[Records from a collection]
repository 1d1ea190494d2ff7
use axum::{
    extract::FromRequestParts,
    http::{header::HOST, request::Parts},
};
use url::Url;

use crate::server::error::{auth::AuthError, Error};

/// Absolute URL of the current request, rebuilt from the `Host` header and the request URI.
///
/// The scheme is always `http`, a proxy's `x-forwarded-proto` is applied where it matters.
pub struct RequestUrl(pub Url);

impl<S> FromRequestParts<S> for RequestUrl
where
    S: Send + Sync,
{
    type Rejection = Error;

    async fn from_request_parts(parts: &mut Parts, _state: &S) -> Result<Self, Self::Rejection> {
        let host = parts
            .headers
            .get(HOST)
            .and_then(|value| value.to_str().ok())
            .or_else(|| parts.uri.authority().map(|authority| authority.as_str()))
            .ok_or(AuthError::MissingHost)?;

        let path_and_query = parts
            .uri
            .path_and_query()
            .map(|path_and_query| path_and_query.as_str())
            .unwrap_or("/");

        let url = Url::parse(&format!("http://{}{}", host, path_and_query))?;

        Ok(Self(url))
    }
}
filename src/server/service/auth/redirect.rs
//! Login redirect targets.
//!
//! The page a visitor wanted travels through the login flow as a single `returnUrl` query
//! parameter: route guard → `/login` → provider → `/login/success` → original page. It is
//! encoded once when added and decoded once when read, never nested.

use axum::http::HeaderMap;
use url::{form_urlencoded, Url};

use crate::server::error::Error;

/// Query parameter carrying the post-login destination
pub const RETURN_URL_QUERY_PARAM: &str = "returnUrl";
/// Path of the login page
pub const LOGIN_PATH: &str = "/login";
/// Path the provider redirects back to after authenticating
pub const SUCCESS_LOGIN_PATH: &str = "/login/success";
/// Destination after login when no usable return URL was given
pub const DEFAULT_RETURN_URL: &str = "/dashboard";

/// Hosts outside this app that may receive the visitor after login
pub const ALLOWED_REDIRECT_HOSTS: [&str; 5] = [
    "webdraw.ai",
    "webdraw.com",
    "localhost",
    "deco.site",
    "deco.chat",
];

const FORWARDED_PROTO_HEADER: &str = "x-forwarded-proto";

/// Encodes the return URL of `url` as a query string.
///
/// Uses the existing `returnUrl` parameter when present, otherwise the full `url`.
pub fn return_url_search_params(url: &Url) -> String {
    let return_url = query_param(url, RETURN_URL_QUERY_PARAM).unwrap_or_else(|| url.to_string());

    form_urlencoded::Serializer::new(String::new())
        .append_pair(RETURN_URL_QUERY_PARAM, &return_url)
        .finish()
}

/// Computes where the provider should send the visitor after authenticating.
///
/// An allow-listed cross-host return URL is returned as is. Anything else goes through this
/// app's success page, carrying the return URL along.
///
/// # Arguments
/// - `url`: Full URL of the current request
/// - `headers`: Request headers, `x-forwarded-proto` overrides the scheme of `url`
pub fn compute_callback_url(url: &Url, headers: &HeaderMap) -> Result<String, Error> {
    let protocol = headers
        .get(FORWARDED_PROTO_HEADER)
        .and_then(|value| value.to_str().ok())
        .map(|proto| format!("{}:", proto))
        .unwrap_or_else(|| format!("{}:", url.scheme()));

    let requested = query_param(url, RETURN_URL_QUERY_PARAM).unwrap_or_else(|| "/".to_string());
    let return_url = url.join(&requested)?;

    if is_allowed_cross_host(url, &return_url) {
        return Ok(return_url.to_string());
    }

    Ok(format!(
        "{}//{}{}?{}",
        protocol,
        host_with_port(url),
        SUCCESS_LOGIN_PATH,
        return_url_search_params(url)
    ))
}

/// Login page location that returns to `path` (and `query`) afterwards.
pub fn login_location(path: &str, query: Option<&str>) -> String {
    let return_url = match query {
        Some(query) if !query.is_empty() => format!("{}?{}", path, query),
        _ => path.to_string(),
    };

    let search = form_urlencoded::Serializer::new(String::new())
        .append_pair(RETURN_URL_QUERY_PARAM, &return_url)
        .finish();

    format!("{}?{}", LOGIN_PATH, search)
}

/// Final destination on the success page.
///
/// Same-host targets are reduced to their path so the redirect stays on this origin. Targets
/// on an allow-listed host are kept whole. Missing, unparsable, foreign or login page targets
/// fall back to [`DEFAULT_RETURN_URL`].
pub fn resolve_return_url(current: &Url, return_url: Option<&str>) -> String {
    let Some(return_url) = return_url.filter(|value| !value.is_empty()) else {
        return DEFAULT_RETURN_URL.to_string();
    };

    let Ok(target) = current.join(return_url) else {
        return DEFAULT_RETURN_URL.to_string();
    };

    if host_with_port(&target) == host_with_port(current) {
        let path = target.path();

        // A path starting with `//` would be followed as a scheme-relative URL to another host
        if path.starts_with("//") || path.starts_with("/\\") || is_login_path(path) {
            return DEFAULT_RETURN_URL.to_string();
        }

        return match target.query() {
            Some(query) => format!("{}?{}", target.path(), query),
            None => target.path().to_string(),
        };
    }

    if is_allowed_cross_host(current, &target) {
        return target.to_string();
    }

    DEFAULT_RETURN_URL.to_string()
}

fn is_login_path(path: &str) -> bool {
    path == LOGIN_PATH || path.starts_with(&format!("{}/", LOGIN_PATH))
}

/// Host of `url` including a non-default port.
pub fn host_with_port(url: &Url) -> String {
    match (url.host_str(), url.port()) {
        (Some(host), Some(port)) => format!("{}:{}", host, port),
        (Some(host), None) => host.to_string(),
        _ => String::new(),
    }
}

fn is_allowed_cross_host(current: &Url, target: &Url) -> bool {
    host_with_port(target) != host_with_port(current)
        && target
            .host_str()
            .is_some_and(|host| ALLOWED_REDIRECT_HOSTS.contains(&host))
}

fn query_param(url: &Url, name: &str) -> Option<String> {
    url.query_pairs()
        .find(|(key, _)| key == name)
        .map(|(_, value)| value.into_owned())
}
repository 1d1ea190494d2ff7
//! Server application models and type definitions.
//!
//! This module contains data models for the server application: application state, the
//! provider's session and user shapes, auth state change events, server-side session data
//! used during the OAuth flow, and the virtual phone number purchase payloads.

pub mod app;
pub mod auth;
pub mod phone;
pub mod session;
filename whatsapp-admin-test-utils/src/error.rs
use thiserror::Error;

#[derive(Error, Debug)]
pub enum TestError {
    #[error(transparent)]
    SessionError(#[from] tower_sessions::session::Error),
    #[error(transparent)]
    JsonError(#[from] serde_json::Error),
}
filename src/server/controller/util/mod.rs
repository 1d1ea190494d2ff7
//! Utility functions for controller request handling.
//!
//! Extraction of the full request URL, redirect responses and session lookup from the
//! token cookies for endpoints that require a signed-in user.

pub mod redirect;
pub mod request_url;
pub mod session;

### Problem statement
Could you print all of the entries again exactly as they stand?

### Solution to this task
repository 1d1ea190494d2ff7
use axum::{
    extract::FromRequestParts,
    http::{header::HOST, request::Parts},
};
use url::Url;

use crate::server::error::{auth::AuthError, Error};

/// Absolute URL of the current request, rebuilt from the `Host` header and the request URI.
///
/// The scheme is always `http`, a proxy's `x-forwarded-proto` is applied where it matters.
pub struct RequestUrl(pub Url);

impl<S> FromRequestParts<S> for RequestUrl
where
    S: Send + Sync,
{
    type Rejection = Error;

    async fn from_request_parts(parts: &mut Parts, _state: &S) -> Result<Self, Self::Rejection> {
        let host = parts
            .headers
            .get(HOST)
            .and_then(|value| value.to_str().ok())
            .or_else(|| parts.uri.authority().map(|authority| authority.as_str()))
            .ok_or(AuthError::MissingHost)?;

        let path_and_query = parts
            .uri
            .path_and_query()
            .map(|path_and_query| path_and_query.as_str())
            .unwrap_or("/");

        let url = Url::parse(&format!("http://{}{}", host, path_and_query))?;

        Ok(Self(url))
    }
}
filename src/server/service/auth/redirect.rs
//! Login redirect targets.
//!
//! The page a visitor wanted travels through the login flow as a single `returnUrl` query
//! parameter: route guard → `/login` → provider → `/login/success` → original page. It is
//! encoded once when added and decoded once when read, never nested.

use axum::http::HeaderMap;
use url::{form_urlencoded, Url};

use crate::server::error::Error;

/// Query parameter carrying the post-login destination
pub const RETURN_URL_QUERY_PARAM: &str = "returnUrl";
/// Path of the login page
pub const LOGIN_PATH: &str = "/login";
/// Path the provider redirects back to after authenticating
pub const SUCCESS_LOGIN_PATH: &str = "/login/success";
/// Destination after login when no usable return URL was given
pub const DEFAULT_RETURN_URL: &str = "/dashboard";

/// Hosts outside this app that may receive the visitor after login
pub const ALLOWED_REDIRECT_HOSTS: [&str; 5] = [
    "webdraw.ai",
    "webdraw.com",
    "localhost",
    "deco.site",
    "deco.chat",
];

const FORWARDED_PROTO_HEADER: &str = "x-forwarded-proto";

/// Encodes the return URL of `url` as a query string.
///
/// Uses the existing `returnUrl` parameter when present, otherwise the full `url`.
pub fn return_url_search_params(url: &Url) -> String {
    let return_url = query_param(url, RETURN_URL_QUERY_PARAM).unwrap_or_else(|| url.to_string());

    form_urlencoded::Serializer::new(String::new())
        .append_pair(RETURN_URL_QUERY_PARAM, &return_url)
        .finish()
}

/// Computes where the provider should send the visitor after authenticating.
///
/// An allow-listed cross-host return URL is returned as is. Anything else goes through this
/// app's success page, carrying the return URL along.
///
/// # Arguments
/// - `url`: Full URL of the current request
/// - `headers`: Request headers, `x-forwarded-proto` overrides the scheme of `url`
pub fn compute_callback_url(url: &Url, headers: &HeaderMap) -> Result<String, Error> {
    let protocol = headers
        .get(FORWARDED_PROTO_HEADER)
        .and_then(|value| value.to_str().ok())
        .map(|proto| format!("{}:", proto))
        .unwrap_or_else(|| format!("{}:", url.scheme()));

    let requested = query_param(url, RETURN_URL_QUERY_PARAM).unwrap_or_else(|| "/".to_string());
    let return_url = url.join(&requested)?;

    if is_allowed_cross_host(url, &return_url) {
        return Ok(return_url.to_string());
    }

    Ok(format!(
        "{}//{}{}?{}",
        protocol,
        host_with_port(url),
        SUCCESS_LOGIN_PATH,
        return_url_search_params(url)
    ))
}

/// Login page location that returns to `path` (and `query`) afterwards.
pub fn login_location(path: &str, query: Option<&str>) -> String {
    let return_url = match query {
        Some(query) if !query.is_empty() => format!("{}?{}", path, query),
        _ => path.to_string(),
    };

    let search = form_urlencoded::Serializer::new(String::new())
        .append_pair(RETURN_URL_QUERY_PARAM, &return_url)
        .finish();

    format!("{}?{}", LOGIN_PATH, search)
}

/// Final destination on the success page.
///
/// Same-host targets are reduced to their path so the redirect stays on this origin. Targets
/// on an allow-listed host are kept whole. Missing, unparsable, foreign or login page targets
/// fall back to [`DEFAULT_RETURN_URL`].
pub fn resolve_return_url(current: &Url, return_url: Option<&str>) -> String {
    let Some(return_url) = return_url.filter(|value| !value.is_empty()) else {
        return DEFAULT_RETURN_URL.to_string();
    };

    let Ok(target) = current.join(return_url) else {
        return DEFAULT_RETURN_URL.to_string();
    };

    if host_with_port(&target) == host_with_port(current) {
        let path = target.path();

        // A path starting with `//` would be followed as a scheme-relative URL to another host
        if path.starts_with("//") || path.starts_with("/\\") || is_login_path(path) {
            return DEFAULT_RETURN_URL.to_string();
        }

        return match target.query() {
            Some(query) => format!("{}?{}", target.path(), query),
            None => target.path().to_string(),
        };
    }

    if is_allowed_cross_host(current, &target) {
        return target.to_string();
    }

    DEFAULT_RETURN_URL.to_string()
}

fn is_login_path(path: &str) -> bool {
    path == LOGIN_PATH || path.starts_with(&format!("{}/", LOGIN_PATH))
}

/// Host of `url` including a non-default port.
pub fn host_with_port(url: &Url) -> String {
    match (url.host_str(), url.port()) {
        (Some(host), Some(port)) => format!("{}:{}", host, port),
        (Some(host), None) => host.to_string(),
        _ => String::new(),
    }
}

fn is_allowed_cross_host(current: &Url, target: &Url) -> bool {
    host_with_port(target) != host_with_port(current)
        && target
            .host_str()
            .is_some_and(|host| ALLOWED_REDIRECT_HOSTS.contains(&host))
}

fn query_param(url: &Url, name: &str) -> Option<String> {
    url.query_pairs()
        .find(|(key, _)| key == name)
        .map(|(_, value)| value.into_owned())
}
repository 1d1ea190494d2ff7
//! Server application models and type definitions.
//!
//! This module contains data models for the server application: application state, the
//! provider's session and user shapes, auth state change events, server-side session data
//! used during the OAuth flow, and the virtual phone number purchase payloads.

pub mod app;
pub mod auth;
pub mod phone;
pub mod session;
filename whatsapp-admin-test-utils/src/error.rs
use thiserror::Error;

#[derive(Error, Debug)]
pub enum TestError {
    #[error(transparent)]
    SessionError(#[from] tower_sessions::session::Error),
    #[error(transparent)]
    JsonError(#[from] serde_json::Error),
}
filename src/server/controller/util/mod.rs
repository 1d1ea190494d2ff7
//! Utility functions for controller request handling.
//!
//! Extraction of the full request URL, redirect responses and session lookup from the
//! token cookies for endpoints that require a signed-in user.

pub mod redirect;
pub mod request_url;
pub mod session;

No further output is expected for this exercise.